**What you need to do:** Would you repeat, exactly as given, the line with "layer talks to" and every line after it to the end of the entries?

**Given data:**
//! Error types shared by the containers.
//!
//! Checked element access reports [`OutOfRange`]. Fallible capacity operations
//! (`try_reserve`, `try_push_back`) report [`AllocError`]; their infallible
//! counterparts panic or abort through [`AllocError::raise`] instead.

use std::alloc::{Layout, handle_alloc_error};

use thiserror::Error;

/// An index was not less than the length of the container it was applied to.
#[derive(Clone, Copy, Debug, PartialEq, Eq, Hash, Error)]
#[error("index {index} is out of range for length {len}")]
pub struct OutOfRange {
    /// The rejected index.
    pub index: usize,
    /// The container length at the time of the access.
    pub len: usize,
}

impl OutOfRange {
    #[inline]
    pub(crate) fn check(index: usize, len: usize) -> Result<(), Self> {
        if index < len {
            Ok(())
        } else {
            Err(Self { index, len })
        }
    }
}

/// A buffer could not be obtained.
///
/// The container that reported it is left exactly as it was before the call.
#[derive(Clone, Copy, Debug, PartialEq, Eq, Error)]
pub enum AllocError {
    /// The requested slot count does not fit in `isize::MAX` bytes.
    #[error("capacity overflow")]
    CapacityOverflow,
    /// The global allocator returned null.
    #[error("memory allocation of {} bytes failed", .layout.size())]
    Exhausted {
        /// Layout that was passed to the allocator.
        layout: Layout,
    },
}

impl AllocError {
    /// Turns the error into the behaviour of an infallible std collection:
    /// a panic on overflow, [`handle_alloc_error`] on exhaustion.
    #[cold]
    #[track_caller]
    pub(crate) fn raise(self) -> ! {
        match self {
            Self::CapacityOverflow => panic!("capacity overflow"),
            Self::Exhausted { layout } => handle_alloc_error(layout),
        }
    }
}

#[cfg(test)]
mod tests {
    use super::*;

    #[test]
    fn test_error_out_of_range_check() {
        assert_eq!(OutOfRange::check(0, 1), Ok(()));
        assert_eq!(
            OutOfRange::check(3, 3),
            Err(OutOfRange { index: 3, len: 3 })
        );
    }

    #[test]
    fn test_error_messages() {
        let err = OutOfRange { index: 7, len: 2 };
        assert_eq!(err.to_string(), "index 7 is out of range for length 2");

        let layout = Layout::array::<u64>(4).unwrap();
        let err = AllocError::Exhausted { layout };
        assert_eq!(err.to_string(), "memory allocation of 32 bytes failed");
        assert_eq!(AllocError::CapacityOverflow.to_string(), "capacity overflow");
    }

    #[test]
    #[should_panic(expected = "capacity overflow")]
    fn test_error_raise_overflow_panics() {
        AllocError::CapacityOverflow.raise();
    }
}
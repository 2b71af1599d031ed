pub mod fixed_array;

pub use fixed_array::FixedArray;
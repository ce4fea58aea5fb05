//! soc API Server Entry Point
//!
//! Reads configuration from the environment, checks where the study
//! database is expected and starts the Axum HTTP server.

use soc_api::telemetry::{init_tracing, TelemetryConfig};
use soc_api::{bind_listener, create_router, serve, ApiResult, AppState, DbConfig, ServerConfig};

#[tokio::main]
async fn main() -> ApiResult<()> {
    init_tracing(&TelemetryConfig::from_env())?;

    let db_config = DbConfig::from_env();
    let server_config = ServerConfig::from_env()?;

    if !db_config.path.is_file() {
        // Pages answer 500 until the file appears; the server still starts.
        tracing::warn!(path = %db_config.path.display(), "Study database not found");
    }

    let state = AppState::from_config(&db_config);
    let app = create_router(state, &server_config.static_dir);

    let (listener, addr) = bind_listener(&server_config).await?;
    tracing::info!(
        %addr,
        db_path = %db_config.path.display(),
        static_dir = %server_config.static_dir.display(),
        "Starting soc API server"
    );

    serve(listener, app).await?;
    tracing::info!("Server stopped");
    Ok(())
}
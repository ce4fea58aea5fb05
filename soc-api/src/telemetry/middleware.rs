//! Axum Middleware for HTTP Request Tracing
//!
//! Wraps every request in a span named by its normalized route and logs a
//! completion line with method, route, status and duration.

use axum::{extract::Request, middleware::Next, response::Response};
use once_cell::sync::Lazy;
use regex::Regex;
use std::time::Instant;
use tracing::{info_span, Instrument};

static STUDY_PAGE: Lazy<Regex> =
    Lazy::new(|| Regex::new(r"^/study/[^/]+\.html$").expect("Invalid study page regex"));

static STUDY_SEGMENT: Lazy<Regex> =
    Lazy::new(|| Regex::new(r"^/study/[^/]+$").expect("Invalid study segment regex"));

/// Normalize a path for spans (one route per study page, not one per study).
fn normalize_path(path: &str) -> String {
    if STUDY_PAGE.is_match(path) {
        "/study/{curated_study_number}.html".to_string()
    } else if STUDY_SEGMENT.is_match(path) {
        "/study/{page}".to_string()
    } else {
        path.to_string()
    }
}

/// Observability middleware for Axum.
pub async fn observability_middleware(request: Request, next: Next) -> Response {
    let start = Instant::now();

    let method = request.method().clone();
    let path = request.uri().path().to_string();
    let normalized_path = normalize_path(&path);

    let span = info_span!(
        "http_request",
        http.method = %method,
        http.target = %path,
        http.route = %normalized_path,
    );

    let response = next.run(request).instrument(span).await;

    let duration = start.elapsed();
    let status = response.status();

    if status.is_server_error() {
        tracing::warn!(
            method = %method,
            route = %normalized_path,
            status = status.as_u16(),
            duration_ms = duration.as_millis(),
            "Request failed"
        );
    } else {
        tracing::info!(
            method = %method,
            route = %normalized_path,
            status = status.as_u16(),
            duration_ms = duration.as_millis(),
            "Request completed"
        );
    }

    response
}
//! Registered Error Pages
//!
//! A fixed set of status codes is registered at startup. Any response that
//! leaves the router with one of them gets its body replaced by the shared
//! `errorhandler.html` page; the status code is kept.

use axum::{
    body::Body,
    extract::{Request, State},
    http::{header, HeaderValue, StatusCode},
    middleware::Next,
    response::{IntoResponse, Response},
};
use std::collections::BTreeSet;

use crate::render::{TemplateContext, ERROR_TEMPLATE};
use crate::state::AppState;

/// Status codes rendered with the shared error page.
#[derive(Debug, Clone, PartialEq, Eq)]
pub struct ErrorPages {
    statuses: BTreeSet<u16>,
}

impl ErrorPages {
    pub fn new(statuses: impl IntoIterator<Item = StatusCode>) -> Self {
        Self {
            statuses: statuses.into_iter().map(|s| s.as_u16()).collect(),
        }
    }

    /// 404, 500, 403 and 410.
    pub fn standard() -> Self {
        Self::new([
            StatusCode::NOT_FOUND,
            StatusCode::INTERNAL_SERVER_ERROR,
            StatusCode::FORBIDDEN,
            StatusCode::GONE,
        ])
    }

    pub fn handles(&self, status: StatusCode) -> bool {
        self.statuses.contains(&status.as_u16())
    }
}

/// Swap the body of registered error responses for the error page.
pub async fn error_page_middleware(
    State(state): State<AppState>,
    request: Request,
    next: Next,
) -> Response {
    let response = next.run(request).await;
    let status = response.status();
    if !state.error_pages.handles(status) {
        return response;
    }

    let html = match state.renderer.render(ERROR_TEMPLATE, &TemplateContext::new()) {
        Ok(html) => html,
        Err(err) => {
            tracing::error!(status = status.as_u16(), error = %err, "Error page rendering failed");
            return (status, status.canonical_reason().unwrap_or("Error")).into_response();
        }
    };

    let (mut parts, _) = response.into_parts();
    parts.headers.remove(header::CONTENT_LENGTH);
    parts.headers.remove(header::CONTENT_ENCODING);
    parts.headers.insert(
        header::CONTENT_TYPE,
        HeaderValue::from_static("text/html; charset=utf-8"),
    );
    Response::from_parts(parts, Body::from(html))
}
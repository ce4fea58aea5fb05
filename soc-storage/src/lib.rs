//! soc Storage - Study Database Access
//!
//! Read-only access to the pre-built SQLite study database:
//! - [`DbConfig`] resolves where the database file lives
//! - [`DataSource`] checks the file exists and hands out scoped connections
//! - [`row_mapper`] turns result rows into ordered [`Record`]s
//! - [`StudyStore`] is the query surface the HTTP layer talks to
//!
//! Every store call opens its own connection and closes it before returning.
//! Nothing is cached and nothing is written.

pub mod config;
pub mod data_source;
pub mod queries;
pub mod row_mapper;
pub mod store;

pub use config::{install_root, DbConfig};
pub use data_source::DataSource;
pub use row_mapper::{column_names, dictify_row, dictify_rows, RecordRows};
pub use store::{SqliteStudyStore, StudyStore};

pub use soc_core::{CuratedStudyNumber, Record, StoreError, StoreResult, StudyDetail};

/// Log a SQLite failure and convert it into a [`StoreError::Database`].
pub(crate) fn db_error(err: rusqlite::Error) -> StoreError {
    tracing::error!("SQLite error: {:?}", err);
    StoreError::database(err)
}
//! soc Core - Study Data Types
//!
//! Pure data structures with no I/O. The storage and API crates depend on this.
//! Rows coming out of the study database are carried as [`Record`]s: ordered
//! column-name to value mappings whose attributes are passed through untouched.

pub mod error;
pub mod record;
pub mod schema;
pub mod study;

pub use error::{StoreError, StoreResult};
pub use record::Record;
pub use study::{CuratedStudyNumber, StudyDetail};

**Answer for the task:**
//! - [`StudyStore`] is the query surface the HTTP layer talks to
//!
//! Every store call opens its own connection and closes it before returning.
//! Nothing is cached and nothing is written.

pub mod config;
pub mod data_source;
pub mod queries;
pub mod row_mapper;
pub mod store;

pub use config::{install_root, DbConfig};
pub use data_source::DataSource;
pub use row_mapper::{column_names, dictify_row, dictify_rows, RecordRows};
pub use store::{SqliteStudyStore, StudyStore};

pub use soc_core::{CuratedStudyNumber, Record, StoreError, StoreResult, StudyDetail};

/// Log a SQLite failure and convert it into a [`StoreError::Database`].
pub(crate) fn db_error(err: rusqlite::Error) -> StoreError {
    tracing::error!("SQLite error: {:?}", err);
    StoreError::database(err)
}
//! soc Core - Study Data Types
//!
//! Pure data structures with no I/O. The storage and API crates depend on this.
//! Rows coming out of the study database are carried as [`Record`]s: ordered
//! column-name to value mappings whose attributes are passed through untouched.

pub mod error;
pub mod record;
pub mod schema;
pub mod study;

pub use error::{StoreError, StoreResult};
pub use record::Record;
pub use study::{CuratedStudyNumber, StudyDetail};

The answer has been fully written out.